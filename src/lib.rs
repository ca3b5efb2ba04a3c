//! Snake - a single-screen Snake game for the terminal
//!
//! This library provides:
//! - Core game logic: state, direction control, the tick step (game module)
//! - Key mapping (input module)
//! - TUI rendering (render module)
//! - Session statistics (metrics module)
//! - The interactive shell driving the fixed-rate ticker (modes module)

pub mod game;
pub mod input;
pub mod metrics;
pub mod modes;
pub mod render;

+ + + + +

■ What this task involves: Return the data exactly, every line included.

■ Response to this exercise:
filename src/lib.rs
repository ca3b5efb2ba04a3c
//! Snake - a single-screen Snake game for the terminal
//!
//! This library provides:
//! - Core game logic: state, direction control, the tick step (game module)
//! - Key mapping (input module)
//! - TUI rendering (render module)
//! - Session statistics (metrics module)
//! - The interactive shell driving the fixed-rate ticker (modes module)

pub mod game;
pub mod input;
pub mod metrics;
pub mod modes;
pub mod render;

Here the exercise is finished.